**Task:** Filter the data for lines with the word "marker" and copy those lines.

**Data records:**
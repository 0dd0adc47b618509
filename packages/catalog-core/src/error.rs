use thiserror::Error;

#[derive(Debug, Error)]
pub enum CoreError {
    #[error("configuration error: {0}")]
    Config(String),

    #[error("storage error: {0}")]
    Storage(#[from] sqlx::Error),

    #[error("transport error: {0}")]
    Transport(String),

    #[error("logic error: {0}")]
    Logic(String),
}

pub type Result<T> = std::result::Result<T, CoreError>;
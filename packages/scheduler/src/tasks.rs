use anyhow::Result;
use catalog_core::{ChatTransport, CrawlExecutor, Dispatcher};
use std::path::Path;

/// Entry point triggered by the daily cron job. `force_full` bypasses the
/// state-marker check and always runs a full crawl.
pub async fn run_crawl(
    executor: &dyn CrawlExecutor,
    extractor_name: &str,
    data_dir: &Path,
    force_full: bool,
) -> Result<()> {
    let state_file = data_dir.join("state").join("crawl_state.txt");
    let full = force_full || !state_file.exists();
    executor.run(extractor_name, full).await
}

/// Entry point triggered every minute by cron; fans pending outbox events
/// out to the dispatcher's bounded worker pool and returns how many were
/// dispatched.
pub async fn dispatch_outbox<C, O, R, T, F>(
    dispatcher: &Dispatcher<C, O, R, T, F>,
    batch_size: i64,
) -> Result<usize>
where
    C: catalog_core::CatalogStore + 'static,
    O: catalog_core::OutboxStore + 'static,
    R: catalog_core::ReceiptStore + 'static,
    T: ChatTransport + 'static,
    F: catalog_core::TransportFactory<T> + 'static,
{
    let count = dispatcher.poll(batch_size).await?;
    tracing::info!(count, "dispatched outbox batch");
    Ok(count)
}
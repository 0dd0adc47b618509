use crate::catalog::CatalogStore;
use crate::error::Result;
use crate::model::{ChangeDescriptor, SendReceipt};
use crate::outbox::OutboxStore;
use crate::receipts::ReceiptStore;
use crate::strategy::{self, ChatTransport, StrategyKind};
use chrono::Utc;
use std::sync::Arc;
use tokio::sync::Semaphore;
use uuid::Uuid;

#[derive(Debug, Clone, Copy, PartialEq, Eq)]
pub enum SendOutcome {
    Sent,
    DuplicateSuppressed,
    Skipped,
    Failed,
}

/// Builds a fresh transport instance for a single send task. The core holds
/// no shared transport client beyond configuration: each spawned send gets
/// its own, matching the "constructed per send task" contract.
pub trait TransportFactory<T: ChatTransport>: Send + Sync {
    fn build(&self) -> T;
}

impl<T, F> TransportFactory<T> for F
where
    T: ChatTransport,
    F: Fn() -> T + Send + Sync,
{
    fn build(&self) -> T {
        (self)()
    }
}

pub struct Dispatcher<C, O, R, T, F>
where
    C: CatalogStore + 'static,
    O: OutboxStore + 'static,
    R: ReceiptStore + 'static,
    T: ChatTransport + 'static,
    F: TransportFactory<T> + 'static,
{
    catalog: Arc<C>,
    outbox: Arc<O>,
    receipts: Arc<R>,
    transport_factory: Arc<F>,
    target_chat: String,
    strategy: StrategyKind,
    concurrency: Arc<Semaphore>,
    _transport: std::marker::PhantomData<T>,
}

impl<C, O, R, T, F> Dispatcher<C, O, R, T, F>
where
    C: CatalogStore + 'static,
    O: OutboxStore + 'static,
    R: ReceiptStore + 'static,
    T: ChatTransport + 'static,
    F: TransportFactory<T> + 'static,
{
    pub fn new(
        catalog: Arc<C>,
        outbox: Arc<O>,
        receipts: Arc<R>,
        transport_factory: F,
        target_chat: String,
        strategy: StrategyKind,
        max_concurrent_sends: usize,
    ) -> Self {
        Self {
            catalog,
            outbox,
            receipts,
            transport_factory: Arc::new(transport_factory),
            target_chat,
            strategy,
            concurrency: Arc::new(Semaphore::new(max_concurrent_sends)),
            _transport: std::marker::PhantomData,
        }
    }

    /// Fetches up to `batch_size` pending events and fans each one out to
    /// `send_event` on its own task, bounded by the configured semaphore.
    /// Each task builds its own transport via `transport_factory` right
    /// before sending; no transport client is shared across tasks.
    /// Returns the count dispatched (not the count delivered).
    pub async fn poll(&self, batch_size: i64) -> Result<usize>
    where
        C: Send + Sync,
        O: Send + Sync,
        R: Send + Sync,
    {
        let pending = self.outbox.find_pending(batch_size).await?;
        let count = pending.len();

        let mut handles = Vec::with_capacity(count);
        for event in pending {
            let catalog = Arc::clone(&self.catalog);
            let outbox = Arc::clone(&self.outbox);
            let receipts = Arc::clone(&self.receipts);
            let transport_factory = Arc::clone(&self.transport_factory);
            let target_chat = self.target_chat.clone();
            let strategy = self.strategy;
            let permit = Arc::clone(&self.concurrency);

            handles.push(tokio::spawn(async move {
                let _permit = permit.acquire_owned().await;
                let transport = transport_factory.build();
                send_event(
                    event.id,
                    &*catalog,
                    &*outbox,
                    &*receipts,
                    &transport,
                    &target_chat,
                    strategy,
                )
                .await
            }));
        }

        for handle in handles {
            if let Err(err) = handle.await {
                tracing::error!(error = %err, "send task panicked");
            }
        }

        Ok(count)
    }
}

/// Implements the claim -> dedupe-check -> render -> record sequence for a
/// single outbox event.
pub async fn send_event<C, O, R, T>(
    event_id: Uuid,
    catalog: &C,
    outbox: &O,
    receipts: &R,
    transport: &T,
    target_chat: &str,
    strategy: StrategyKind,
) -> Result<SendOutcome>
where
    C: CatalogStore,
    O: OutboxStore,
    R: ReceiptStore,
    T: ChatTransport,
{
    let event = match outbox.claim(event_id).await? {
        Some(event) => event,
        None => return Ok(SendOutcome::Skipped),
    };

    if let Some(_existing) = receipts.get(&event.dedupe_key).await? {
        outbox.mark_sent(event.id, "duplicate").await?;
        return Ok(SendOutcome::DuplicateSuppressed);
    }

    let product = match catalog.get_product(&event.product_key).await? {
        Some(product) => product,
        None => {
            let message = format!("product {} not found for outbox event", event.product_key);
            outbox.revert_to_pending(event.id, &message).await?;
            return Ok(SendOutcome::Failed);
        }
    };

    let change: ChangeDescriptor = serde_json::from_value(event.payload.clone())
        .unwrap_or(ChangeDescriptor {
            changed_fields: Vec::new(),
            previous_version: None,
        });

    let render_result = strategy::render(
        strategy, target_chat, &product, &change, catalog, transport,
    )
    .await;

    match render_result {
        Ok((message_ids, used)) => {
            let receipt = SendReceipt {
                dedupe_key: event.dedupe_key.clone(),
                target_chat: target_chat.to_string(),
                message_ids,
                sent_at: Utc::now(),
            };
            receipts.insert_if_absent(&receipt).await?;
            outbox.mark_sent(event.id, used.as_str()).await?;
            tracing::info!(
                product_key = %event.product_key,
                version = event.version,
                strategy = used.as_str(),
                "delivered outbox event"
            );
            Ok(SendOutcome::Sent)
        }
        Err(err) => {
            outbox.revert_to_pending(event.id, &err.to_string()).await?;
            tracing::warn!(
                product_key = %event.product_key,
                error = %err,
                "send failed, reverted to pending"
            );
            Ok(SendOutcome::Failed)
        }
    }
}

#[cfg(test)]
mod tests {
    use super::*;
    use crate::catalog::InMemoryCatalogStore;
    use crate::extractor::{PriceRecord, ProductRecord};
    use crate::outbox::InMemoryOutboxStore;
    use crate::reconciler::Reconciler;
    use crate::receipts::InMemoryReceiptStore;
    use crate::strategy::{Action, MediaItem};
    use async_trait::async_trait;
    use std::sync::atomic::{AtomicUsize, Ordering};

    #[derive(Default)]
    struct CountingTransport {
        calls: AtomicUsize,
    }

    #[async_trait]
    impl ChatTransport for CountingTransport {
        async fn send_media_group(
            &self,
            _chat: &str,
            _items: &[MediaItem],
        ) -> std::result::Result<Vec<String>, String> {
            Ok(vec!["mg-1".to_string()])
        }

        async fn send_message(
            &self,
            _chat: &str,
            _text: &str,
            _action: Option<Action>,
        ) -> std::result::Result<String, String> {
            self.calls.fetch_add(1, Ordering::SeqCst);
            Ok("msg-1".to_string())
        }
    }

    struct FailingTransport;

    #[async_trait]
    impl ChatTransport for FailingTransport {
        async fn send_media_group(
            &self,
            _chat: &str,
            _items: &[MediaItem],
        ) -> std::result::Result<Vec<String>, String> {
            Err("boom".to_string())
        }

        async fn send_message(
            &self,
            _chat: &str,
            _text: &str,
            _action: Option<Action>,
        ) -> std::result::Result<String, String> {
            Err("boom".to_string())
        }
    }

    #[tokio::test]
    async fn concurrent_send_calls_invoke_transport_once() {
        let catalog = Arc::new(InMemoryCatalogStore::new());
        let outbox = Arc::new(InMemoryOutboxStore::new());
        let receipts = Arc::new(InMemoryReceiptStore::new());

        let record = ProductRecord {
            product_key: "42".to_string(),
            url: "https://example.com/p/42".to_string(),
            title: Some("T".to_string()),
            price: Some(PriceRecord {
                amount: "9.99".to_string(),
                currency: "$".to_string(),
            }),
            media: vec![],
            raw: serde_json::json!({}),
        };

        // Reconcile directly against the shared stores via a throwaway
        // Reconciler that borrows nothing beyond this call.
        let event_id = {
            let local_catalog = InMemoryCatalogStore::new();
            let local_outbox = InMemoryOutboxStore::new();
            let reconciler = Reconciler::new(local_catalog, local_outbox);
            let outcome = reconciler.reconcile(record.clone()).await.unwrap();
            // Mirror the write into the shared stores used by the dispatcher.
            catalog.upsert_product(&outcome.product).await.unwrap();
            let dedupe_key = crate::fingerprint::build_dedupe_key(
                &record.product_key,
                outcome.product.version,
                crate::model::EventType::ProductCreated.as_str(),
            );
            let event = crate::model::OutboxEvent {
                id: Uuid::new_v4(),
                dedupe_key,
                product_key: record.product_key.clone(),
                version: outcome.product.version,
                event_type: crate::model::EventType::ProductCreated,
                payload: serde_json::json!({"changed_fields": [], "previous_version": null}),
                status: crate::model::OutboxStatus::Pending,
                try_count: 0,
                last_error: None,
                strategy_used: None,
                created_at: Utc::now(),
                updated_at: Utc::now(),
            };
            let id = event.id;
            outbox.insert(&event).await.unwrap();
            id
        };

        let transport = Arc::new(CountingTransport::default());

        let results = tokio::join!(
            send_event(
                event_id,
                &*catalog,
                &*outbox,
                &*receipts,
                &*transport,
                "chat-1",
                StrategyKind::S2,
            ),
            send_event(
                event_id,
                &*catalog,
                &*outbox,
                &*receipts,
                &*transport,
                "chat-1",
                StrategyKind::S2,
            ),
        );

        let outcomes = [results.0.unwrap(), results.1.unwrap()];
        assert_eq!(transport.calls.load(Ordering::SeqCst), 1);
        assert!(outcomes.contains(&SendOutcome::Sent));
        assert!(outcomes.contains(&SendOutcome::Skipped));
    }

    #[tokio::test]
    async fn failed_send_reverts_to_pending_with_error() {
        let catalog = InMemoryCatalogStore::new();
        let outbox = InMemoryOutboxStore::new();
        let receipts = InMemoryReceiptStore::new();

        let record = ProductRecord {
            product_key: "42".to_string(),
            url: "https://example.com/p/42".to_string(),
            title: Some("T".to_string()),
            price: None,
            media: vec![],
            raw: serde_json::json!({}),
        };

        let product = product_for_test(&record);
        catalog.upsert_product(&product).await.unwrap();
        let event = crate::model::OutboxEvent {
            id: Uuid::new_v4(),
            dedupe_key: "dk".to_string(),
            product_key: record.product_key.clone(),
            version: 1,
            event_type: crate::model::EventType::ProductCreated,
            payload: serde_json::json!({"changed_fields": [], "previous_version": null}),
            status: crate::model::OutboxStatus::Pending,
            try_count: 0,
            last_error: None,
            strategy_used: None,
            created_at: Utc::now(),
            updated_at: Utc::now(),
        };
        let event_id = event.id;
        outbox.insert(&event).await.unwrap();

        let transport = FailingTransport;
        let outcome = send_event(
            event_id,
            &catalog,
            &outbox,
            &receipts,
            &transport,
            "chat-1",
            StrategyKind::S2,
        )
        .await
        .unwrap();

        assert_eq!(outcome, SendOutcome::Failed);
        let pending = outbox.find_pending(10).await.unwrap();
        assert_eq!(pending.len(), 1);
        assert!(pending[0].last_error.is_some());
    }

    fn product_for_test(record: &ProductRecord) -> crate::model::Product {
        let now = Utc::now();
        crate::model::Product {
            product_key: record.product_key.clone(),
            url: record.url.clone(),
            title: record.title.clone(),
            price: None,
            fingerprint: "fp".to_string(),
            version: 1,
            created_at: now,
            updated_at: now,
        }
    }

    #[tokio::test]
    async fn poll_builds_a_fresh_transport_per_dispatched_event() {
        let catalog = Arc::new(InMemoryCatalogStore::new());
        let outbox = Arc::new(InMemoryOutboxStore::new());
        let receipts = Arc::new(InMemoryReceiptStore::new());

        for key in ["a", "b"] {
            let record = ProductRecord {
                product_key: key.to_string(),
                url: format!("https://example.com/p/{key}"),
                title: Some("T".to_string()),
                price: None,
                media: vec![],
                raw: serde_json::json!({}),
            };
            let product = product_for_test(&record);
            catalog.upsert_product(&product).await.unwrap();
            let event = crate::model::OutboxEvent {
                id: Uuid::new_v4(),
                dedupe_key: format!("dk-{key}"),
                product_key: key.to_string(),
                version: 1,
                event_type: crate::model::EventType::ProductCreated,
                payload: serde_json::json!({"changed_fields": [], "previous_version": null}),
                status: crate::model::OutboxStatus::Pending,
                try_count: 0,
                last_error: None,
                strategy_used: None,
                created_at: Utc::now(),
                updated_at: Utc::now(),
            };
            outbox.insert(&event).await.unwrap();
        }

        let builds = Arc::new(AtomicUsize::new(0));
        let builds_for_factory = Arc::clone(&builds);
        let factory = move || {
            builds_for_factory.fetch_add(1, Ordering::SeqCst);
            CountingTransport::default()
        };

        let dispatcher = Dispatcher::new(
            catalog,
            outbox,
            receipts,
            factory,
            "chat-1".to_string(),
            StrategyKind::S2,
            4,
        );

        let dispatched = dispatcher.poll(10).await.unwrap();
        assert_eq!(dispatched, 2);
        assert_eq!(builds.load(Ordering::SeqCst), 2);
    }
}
...
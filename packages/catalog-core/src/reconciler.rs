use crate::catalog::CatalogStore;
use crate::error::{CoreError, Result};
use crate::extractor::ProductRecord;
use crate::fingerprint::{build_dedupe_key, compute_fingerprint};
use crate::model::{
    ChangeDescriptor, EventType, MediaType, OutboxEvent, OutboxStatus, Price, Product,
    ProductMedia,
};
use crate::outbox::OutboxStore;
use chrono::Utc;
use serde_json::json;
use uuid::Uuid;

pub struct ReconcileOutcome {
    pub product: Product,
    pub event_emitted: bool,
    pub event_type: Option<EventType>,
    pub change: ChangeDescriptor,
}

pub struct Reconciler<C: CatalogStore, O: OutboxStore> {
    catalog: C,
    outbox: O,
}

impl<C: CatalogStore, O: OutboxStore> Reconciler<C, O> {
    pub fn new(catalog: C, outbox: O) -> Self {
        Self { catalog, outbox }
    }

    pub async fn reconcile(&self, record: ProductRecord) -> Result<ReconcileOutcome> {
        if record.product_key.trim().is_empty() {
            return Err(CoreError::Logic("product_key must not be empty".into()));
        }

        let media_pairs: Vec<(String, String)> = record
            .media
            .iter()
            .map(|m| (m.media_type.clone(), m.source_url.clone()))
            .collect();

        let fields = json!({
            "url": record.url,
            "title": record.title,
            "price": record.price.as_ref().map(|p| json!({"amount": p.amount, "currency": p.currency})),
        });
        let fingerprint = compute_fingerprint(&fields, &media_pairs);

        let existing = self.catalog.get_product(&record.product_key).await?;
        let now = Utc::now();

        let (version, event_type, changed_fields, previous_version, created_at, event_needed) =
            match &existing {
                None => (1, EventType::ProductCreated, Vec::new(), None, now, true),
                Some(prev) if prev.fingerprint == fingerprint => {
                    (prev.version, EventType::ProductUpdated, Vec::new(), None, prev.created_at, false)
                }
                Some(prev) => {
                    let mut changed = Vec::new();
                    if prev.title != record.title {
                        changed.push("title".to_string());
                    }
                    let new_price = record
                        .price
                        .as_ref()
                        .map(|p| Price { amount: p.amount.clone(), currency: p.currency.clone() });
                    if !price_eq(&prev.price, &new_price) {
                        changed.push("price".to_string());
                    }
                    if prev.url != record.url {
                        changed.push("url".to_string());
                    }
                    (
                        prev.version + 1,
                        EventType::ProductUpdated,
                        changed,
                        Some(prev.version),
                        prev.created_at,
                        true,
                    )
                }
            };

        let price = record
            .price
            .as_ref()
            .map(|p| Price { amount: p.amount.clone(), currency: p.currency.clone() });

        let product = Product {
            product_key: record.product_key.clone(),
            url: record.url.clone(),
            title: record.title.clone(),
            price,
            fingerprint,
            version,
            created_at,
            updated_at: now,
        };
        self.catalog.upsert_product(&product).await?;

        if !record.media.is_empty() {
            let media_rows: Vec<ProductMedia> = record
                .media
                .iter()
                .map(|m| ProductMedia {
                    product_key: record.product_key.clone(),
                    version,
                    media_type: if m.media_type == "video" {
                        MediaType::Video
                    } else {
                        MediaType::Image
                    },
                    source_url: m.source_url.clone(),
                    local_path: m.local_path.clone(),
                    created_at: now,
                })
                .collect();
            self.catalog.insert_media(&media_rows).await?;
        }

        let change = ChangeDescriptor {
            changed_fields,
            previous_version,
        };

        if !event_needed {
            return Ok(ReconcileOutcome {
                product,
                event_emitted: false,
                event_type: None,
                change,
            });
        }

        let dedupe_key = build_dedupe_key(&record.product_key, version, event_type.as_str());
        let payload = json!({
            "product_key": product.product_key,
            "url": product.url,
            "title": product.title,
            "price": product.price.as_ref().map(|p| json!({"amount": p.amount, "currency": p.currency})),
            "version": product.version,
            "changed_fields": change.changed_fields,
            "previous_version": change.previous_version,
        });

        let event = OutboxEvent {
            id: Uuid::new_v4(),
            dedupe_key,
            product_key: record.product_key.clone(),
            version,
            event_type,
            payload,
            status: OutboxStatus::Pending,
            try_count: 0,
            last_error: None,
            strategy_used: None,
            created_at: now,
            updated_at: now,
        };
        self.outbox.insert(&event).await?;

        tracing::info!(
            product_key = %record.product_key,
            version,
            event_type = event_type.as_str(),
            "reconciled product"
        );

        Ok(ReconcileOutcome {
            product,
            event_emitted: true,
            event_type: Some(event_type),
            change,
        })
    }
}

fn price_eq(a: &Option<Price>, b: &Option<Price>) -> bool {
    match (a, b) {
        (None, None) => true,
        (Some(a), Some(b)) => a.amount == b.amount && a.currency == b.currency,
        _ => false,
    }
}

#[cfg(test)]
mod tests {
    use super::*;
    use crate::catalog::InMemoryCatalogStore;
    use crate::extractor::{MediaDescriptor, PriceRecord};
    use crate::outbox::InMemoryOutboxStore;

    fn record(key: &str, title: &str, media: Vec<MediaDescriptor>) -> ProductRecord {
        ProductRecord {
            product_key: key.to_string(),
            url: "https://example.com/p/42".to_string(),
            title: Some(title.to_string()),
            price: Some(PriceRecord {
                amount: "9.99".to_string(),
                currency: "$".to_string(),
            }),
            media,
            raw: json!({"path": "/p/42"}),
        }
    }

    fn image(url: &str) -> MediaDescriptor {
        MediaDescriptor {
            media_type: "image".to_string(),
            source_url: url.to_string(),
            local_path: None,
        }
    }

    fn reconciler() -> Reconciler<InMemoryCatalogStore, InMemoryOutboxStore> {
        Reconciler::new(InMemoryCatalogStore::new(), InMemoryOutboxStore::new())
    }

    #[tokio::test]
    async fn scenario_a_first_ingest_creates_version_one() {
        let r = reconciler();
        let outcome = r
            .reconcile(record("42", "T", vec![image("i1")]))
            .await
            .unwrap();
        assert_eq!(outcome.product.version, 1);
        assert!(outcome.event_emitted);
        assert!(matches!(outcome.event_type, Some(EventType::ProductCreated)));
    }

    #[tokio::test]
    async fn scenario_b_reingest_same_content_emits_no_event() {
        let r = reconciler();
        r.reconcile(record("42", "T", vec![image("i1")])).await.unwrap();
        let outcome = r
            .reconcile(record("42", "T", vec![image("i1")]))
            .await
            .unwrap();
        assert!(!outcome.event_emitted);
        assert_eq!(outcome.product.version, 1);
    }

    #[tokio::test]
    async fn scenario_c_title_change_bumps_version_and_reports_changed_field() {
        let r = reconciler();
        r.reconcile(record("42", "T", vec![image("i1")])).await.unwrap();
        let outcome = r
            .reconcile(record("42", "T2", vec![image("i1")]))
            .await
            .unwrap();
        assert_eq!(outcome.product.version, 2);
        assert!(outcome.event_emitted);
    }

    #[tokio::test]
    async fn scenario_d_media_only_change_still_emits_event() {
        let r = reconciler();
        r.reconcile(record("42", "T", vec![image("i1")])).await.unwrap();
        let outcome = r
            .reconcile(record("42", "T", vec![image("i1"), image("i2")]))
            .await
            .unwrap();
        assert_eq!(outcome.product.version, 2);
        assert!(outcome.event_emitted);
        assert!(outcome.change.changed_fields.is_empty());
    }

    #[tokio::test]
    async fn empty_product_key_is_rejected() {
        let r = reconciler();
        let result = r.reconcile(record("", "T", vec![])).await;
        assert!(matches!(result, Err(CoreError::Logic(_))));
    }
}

**Solution for this problem:**
/// state-marker check and always runs a full crawl.
    _transport: std::marker::PhantomData<T>,
            _transport: std::marker::PhantomData,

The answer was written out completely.